Ernest Hemingway vor der Burg Manzanares el Real in der Sierra de Guadarrama, Spanien, 1959. Credit Line: Ernest Hemingway Collection. John F. Kennedy Presidential Library and Museum, Boston.

Der sonst eher kritische afroamerikanische US-Autor Ralph Ellison urteilte über den bärtigen Kollegen aus Oak Park: „When Ernest Hemingway describes something, believe him: He’s been there.“ Wenn Ernest Hemingway etwas beschreibt, man kann ihm glauben: Er hat es selbst erlebt.

Damit sind wir beim großen Aktivposten in Hemingways Werk. Seine Romane und Erzählungen sind wahr und authentisch. Alles selbst gesehen, alles selbst erlebt und vieles selbst erlitten. Er ist kein Fabulierer, der sich irgendeinen Plot aus den Fingern saugt. Er erfindet nichts oder will dem Leser irgendeinen Bären aufbinden.

Die grünen Hügel Afrikas hat er von nahem gesehen, im Spanischen Bürgerkrieg hat er mehrmals die Todesglocken läuten gehört, im Ersten Weltkrieg wäre es um ein Haar vorbei gewesen, nicht nur mit der Karriere als Schriftsteller. Und der alte Mann ist ein ihm bekannter Fischer aus Cojímar, jenem kleinen kubanischen Dorf, wo auch er sein Boot liegen hatte. Literarischer Hochstapelei, sie bleibt bei diesem Autor mit der Lupe zu suchen.

Ernest Hemingway ist keiner wie Karl May, der Ammenmärchen vom Wilden Westen zusammenphantasieren konnte, ohne jemals einen Cowboy gesehen zu haben. Dr. Karl May, ein angebliches Genie in Fremdsprachen, soll sich im Orient und Mexiko getummelt haben, dann im Wilden Westen Amerikas, bei den Apatchen seines indianischen Blutsbruders Winnetou. Dabei ist der Mann nicht groß über Radebeul hinausgekommen. Seine zahlreichen Erzählungen – alles ein hübscher Schwindel, ebenso wie sein Doktortitel. 

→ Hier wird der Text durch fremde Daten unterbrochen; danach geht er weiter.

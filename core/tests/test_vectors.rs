//! Verify build/parse against JSON test vectors stored in `test-vectors/`.
//!
//! Each vector describes the operation input, the expected request, a
//! simulated response and the expected result or error. Vectors whose
//! expected error is `Validation` have no request: the build step must fail.
//! Bodies are compared as parsed JSON; `raw_body`, when present, additionally
//! pins the exact byte layout including key order.

use ohmyfin_core::{
    ChangeRequest, ClientConfig, Error, HttpMethod, HttpRequest, HttpResponse, OhmyfinClient,
    Result, SsiRequest, TrackRequest, ValidateRequest,
};
use serde::de::DeserializeOwned;
use serde_json::Value;

const BASE_URL: &str = "http://localhost:3000";

fn client() -> OhmyfinClient {
    OhmyfinClient::with_config(ClientConfig::new("test-key").unwrap().with_base_url(BASE_URL))
}

/// Parse the method string from test vectors into `HttpMethod`.
fn parse_method(s: &str) -> HttpMethod {
    match s {
        "GET" => HttpMethod::Get,
        "POST" => HttpMethod::Post,
        other => panic!("unknown method: {other}"),
    }
}

fn run_vectors<I, F>(raw: &str, build: F)
where
    I: DeserializeOwned,
    F: Fn(&OhmyfinClient, &I) -> Result<HttpRequest>,
{
    let vectors: Value = serde_json::from_str(raw).unwrap();
    let c = client();

    for case in vectors["cases"].as_array().unwrap() {
        let name = case["name"].as_str().unwrap();
        let input: I = serde_json::from_value(case["input"].clone()).unwrap();
        let expected_error = case.get("expected_error");

        let built = build(&c, &input);
        if expected_error.map(|e| e["kind"] == "Validation").unwrap_or(false) {
            let err = built.unwrap_err();
            assert!(err.is_validation(), "{name}: expected Validation, got {err:?}");
            continue;
        }

        // Verify build
        let req = built.unwrap();
        let expected_req = &case["expected_request"];
        assert_eq!(req.method, parse_method(expected_req["method"].as_str().unwrap()), "{name}: method");
        assert_eq!(req.url, format!("{BASE_URL}{}", expected_req["path"].as_str().unwrap()), "{name}: url");

        let expected_headers: Vec<(String, String)> = expected_req["headers"]
            .as_array()
            .unwrap()
            .iter()
            .map(|h| {
                let arr = h.as_array().unwrap();
                (arr[0].as_str().unwrap().to_string(), arr[1].as_str().unwrap().to_string())
            })
            .collect();
        assert_eq!(req.headers, expected_headers, "{name}: headers");

        let body = req.body.as_deref().unwrap();
        let req_body: Value = serde_json::from_str(body).unwrap();
        assert_eq!(req_body, expected_req["body"], "{name}: body");
        if let Some(raw_body) = expected_req.get("raw_body") {
            assert_eq!(body, raw_body.as_str().unwrap(), "{name}: raw body");
        }

        // Verify parse
        let sim = &case["simulated_response"];
        let response = HttpResponse {
            status: sim["status"].as_u64().unwrap() as u16,
            headers: Vec::new(),
            body: sim["body"].as_str().unwrap().to_string(),
        };
        let result = c.parse_response(response);

        match expected_error {
            Some(expected) => match result.unwrap_err() {
                Error::Api {
                    message,
                    status,
                    errors,
                } => {
                    assert_eq!(expected["kind"], "Api", "{name}: kind");
                    assert_eq!(message, expected["message"].as_str().unwrap(), "{name}: message");
                    assert_eq!(u64::from(status), expected["status"].as_u64().unwrap(), "{name}: status");
                    assert_eq!(Value::Object(errors), expected["errors"], "{name}: errors");
                }
                other => panic!("{name}: unexpected error {other:?}"),
            },
            None => {
                let payload = result.unwrap();
                assert_eq!(Value::Object(payload), case["expected_result"], "{name}: parsed result");
            }
        }
    }
}

#[test]
fn track_test_vectors() {
    run_vectors::<TrackRequest, _>(include_str!("../../test-vectors/track.json"), |c, input| {
        c.build_track(input)
    });
}

#[test]
fn change_test_vectors() {
    run_vectors::<ChangeRequest, _>(include_str!("../../test-vectors/change.json"), |c, input| {
        c.build_change(input)
    });
}

#[test]
fn validate_test_vectors() {
    run_vectors::<ValidateRequest, _>(include_str!("../../test-vectors/validate.json"), |c, input| {
        c.build_validate(input)
    });
}

#[test]
fn getssi_test_vectors() {
    run_vectors::<SsiRequest, _>(include_str!("../../test-vectors/getssi.json"), |c, input| {
        c.build_get_ssi(input)
    });
}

Nicht so unser Mann aus Oak Park. Die Liste der Länder, die Ernest Hemingway bereist hat, ist lang. Und zwar wirklich bereist, nicht nur mit dem Finger über den Globus. Mit Haut und Haaren eingetaucht in die fremde Welt. Der Amerikaner aus Chicago hat 21 Jahre auf Kuba gelebt, sieben Jahre in Paris. Italien und Spanien kennt er wie seine Westentasche. Dutzende Länder in Europa hat er kreuz und quer durchstreift. Afrika und Asien hat er besucht für viele Monate. 

Seine Erzählungen sind verbrieft. Ernest Hemingway ist kein Autor, der vom Pferd erzählt. Natürlich, ein wenig Aufplustern und Aufblasen. Große Reden schwingen und auf den Putz hauen, auch das kann er. Allerdings mehr im wirklichen Leben als in seinem Werk. Den dicken Maxe macht er an der Theke, nicht zwischen zwei Buchdeckeln.

Für einen Schriftsteller ist Ernest Hemingway ein ziemlich aktiver Mann. Fischen, Jagen, Boxen. Kein Knabe für den Poetenturm. Jedoch, es ist nicht nur das Reisen. Eine innere Haltung muss dazukommen. Der Wille zum neugierigen Beobachten. Und bei einem wie Hemingway ist da noch lange nicht Schluss. Manchmal erfordert das Schreiben auch ein aktives Zutun. 

Wenn die blutige Schlacht tobt, ergeben sich für einen Autor drei Optionen. Zuhause auf dem warmen Sofa über den Krieg zu berichten. Oder mit den Generälen vom Feldherrnhügel von weitem auf das Kampfgeschehen blicken. Oder sich mitten ins Getümmel stürzen, zum Pulverdampf und zu den vollgeschissenen Hosen. Ernest Hemingway, natürlich, gehört der Fraktion Numero 3 an.

Der Nobelpreisträger von 1954 legt Zeugnis ab, er ist Beobachter, Akteur und Chronist in einer Person. Die meisten Menschen nehmen nicht wahr, was um sie herum geschieht, meint der Kollege William Burroughs in seinen Einblicken Bericht aus dem Bunker richtig. Das ist meine wichtigste Botschaft an Schriftsteller: Haltet um Himmels willen eure Augen offen.